Topic: WorldNetDaily
Earlier this year, we detailed how WorldNetDaily has distorted the case of two Border Patrol agents convicted of shooting an illegal immigrant. A Nov. 21 WND article by Jerome Corsi keeps up the distortions.
Corsi's article is entirely devoted to accusations by a "Border Patrol activist group" that the U.S. attorney who prosecuted the Border patrol agents, Johnny Sutton, of suborning perjury in the case. At no point does Corsi indicate that he contacted Sutton or any of his representatives to allow them to respond to the charge, even to the statement that "Sutton is an overzealous prosecutor, just like Mike Nifong in the Duke University case."

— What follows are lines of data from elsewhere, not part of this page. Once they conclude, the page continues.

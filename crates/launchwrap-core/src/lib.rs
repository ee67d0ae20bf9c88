//! # launchwrap-core
//!
//! A pluggable module-loading substrate.
//!
//! Named units are resolved through exclusion rules, an in-memory unit cache,
//! a negative cache, a persistent content-addressed artifact cache and an
//! ordered chain of byte transformers. A bootstrap loop discovers plugin
//! bundles to a fixpoint before handing control to the launch target.
//!
//! ## Layout
//!
//! - `checksum`, `formats`, `storage`, `cache`: the persistent transform cache
//! - `pipeline`, `resources`: transformer chains for units and resources
//! - `source`, `classpath`: where raw bytes come from
//! - `registry`, `unit`, `loader`: name-keyed factories and resolution
//! - `blackboard`, `bootstrap`: startup
//!
//! ## Constraints
//!
//! - Synchronous and thread-safe: no async runtime, any thread may resolve
//! - After bootstrap, failures are values; the loader never panics the process
//! - The persistent cache is an optimization only and recovers from corruption

// =============================================================================
// MODULES
// =============================================================================

pub mod blackboard;
pub mod bootstrap;
pub mod cache;
pub mod checksum;
pub mod classpath;
pub mod exclusion;
pub mod formats;
pub mod loader;
pub mod pipeline;
pub mod primitives;
pub mod registry;
pub mod resources;
pub mod source;
pub mod storage;
pub mod types;
pub mod unit;

// =============================================================================
// RE-EXPORTS: Core Types (from types module)
// =============================================================================

pub use checksum::{Adler32, Checksum};
pub use types::{CodeSource, LoaderError, UnitName};

// =============================================================================
// RE-EXPORTS: Loading
// =============================================================================

pub use cache::{CacheIndex, CacheStats, ShutdownFlush, UnitCache, generation_fingerprint};
pub use exclusion::ExclusionSet;
pub use loader::{LoaderSettings, ModuleLoader, allocate_dump_dir};
pub use pipeline::{NameRewriter, TransformPipeline, Transformer};
pub use registry::{FallbackResolver, HostResolver, NoFallback, Registry};
pub use resources::{ResourcePipeline, ResourceTransformer};
pub use source::{ByteSource, DirectoryOrigin, Located, MemoryOrigin, Origin};
pub use storage::ArtifactCache;
pub use unit::{EntryFn, Unit};

// =============================================================================
// RE-EXPORTS: Bootstrap
// =============================================================================

pub use blackboard::Blackboard;
pub use bootstrap::{
    ArgumentRewriter, Context, DefaultTweaker, Launch, LaunchOptions, LaunchReport, Tweaker,
    TweakerDescriptor,
};
pub use classpath::{DiscoveryStrategy, EnvPathList, ExecutableDir, ExplicitPaths};

// =============================================================================
// RE-EXPORTS: Formats (from formats module)
// =============================================================================

pub use formats::{IndexRecord, index_from_bytes, index_to_bytes};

Corsi also, in recounting the case, hides important details that conflict with his vision that the agents are innocent. Corsi sums it up this way:
Ignacio Ramos and Jose Compean are in solitary confinement in federal prisons serving 11- and 12-year terms respectively for shooting Aldrete-Davila as he fled across the border on foot after bringing 750 pounds of marijuana across the Texas border.

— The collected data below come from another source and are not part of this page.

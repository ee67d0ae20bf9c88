//! # Resource Pipeline
//!
//! The transformer chain for plain resources, addressed by path rather than
//! unit name. Same ordering and failure rules as the unit pipeline, no name
//! rewriting, and successful results are cached in memory for the life of
//! the loader.

use crate::LoaderError;
use dashmap::DashMap;
use parking_lot::RwLock;
use std::panic::{AssertUnwindSafe, catch_unwind};
use std::sync::Arc;

/// A resource byte transformer.
pub trait ResourceTransformer: Send + Sync {
    /// Diagnostic name used in logs and failure reports.
    fn name(&self) -> &str;

    /// Rewrite the resource at `path`. `None` in means no backing resource.
    fn transform(&self, path: &str, bytes: Option<Vec<u8>>)
    -> Result<Option<Vec<u8>>, LoaderError>;
}

/// Ordered resource transformer chain with an in-memory result cache.
#[derive(Default)]
pub struct ResourcePipeline {
    transformers: RwLock<Vec<Arc<dyn ResourceTransformer>>>,
    cache: DashMap<String, Arc<[u8]>>,
}

impl std::fmt::Debug for ResourcePipeline {
    fn fmt(&self, f: &mut std::fmt::Formatter<'_>) -> std::fmt::Result {
        f.debug_struct("ResourcePipeline")
            .field("transformers", &self.transformers.read().len())
            .field("cached", &self.cache.len())
            .finish()
    }
}

impl ResourcePipeline {
    /// An empty pipeline.
    #[must_use]
    pub fn new() -> Self {
        Self::default()
    }

    /// Append a resource transformer.
    pub fn register(&self, transformer: Arc<dyn ResourceTransformer>) {
        tracing::debug!("Registered resource transformer {}", transformer.name());
        self.transformers.write().push(transformer);
    }

    /// Read-only snapshot of the registered transformers, in order.
    #[must_use]
    pub fn transformers(&self) -> Vec<Arc<dyn ResourceTransformer>> {
        self.transformers.read().clone()
    }

    /// Number of cached transformed resources.
    #[must_use]
    pub fn cached_len(&self) -> usize {
        self.cache.len()
    }

    /// Produce the resource at `path`.
    ///
    /// `original` is only called on a cache miss. With no transformers the
    /// original bytes are returned uncached. A chain that yields nothing
    /// falls back to the original bytes.
    pub fn fetch<F>(&self, path: &str, original: F) -> Result<Option<Arc<[u8]>>, LoaderError>
    where
        F: FnOnce() -> Option<Vec<u8>>,
    {
        if let Some(hit) = self.cache.get(path) {
            return Ok(Some(Arc::clone(hit.value())));
        }

        let raw = original();
        let chain = self.transformers();
        if chain.is_empty() {
            return Ok(raw.map(Arc::from));
        }

        let mut current = raw.clone();
        for transformer in &chain {
            let input = current.take();
            let outcome = catch_unwind(AssertUnwindSafe(|| transformer.transform(path, input)));
            current = match outcome {
                Ok(Ok(next)) => next,
                Ok(Err(e @ LoaderError::PluginFailure { .. })) => return Err(e),
                Ok(Err(e)) => return Err(LoaderError::plugin(transformer.name(), e)),
                Err(_) => {
                    return Err(LoaderError::plugin(
                        transformer.name(),
                        format!("panicked while transforming {}", path),
                    ));
                }
            };
        }

        match current {
            Some(transformed) => {
                let stored = self
                    .cache
                    .entry(path.to_string())
                    .or_insert_with(|| Arc::from(transformed))
                    .value()
                    .clone();
                Ok(Some(stored))
            }
            None => Ok(raw.map(Arc::from)),
        }
    }
}

// =============================================================================
// TESTS
// =============================================================================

Corsi ignores the fact that the salient reason Ramos and Compean were convicted was that they tried to cover up their involvement in the shooting by picking up their shell casings afterwards and failing to file an incident report on it. And Corsi's making a big deal about Ramos and Compean being "in solitary confinement" ignores the fact that the reason they are in solitary confinement is because Ramos was assaulted when he was in the general prision population -- where Ramos was placed after Corsi complained that Ramos was "held in solitary confinement treated as if he were Charles Manson," despite the fact that imprisoned law enforcement officers are typically held separately from the rest of the prison population. (Yeah, Corsi made a big deal out of the assault, too.)
Corsi needs to decide whether he wants Ramos and Compean in solitary confinement or not -- as well as decide whether he wants to actually become the real journalist he pretends to be and tell both sides of the story.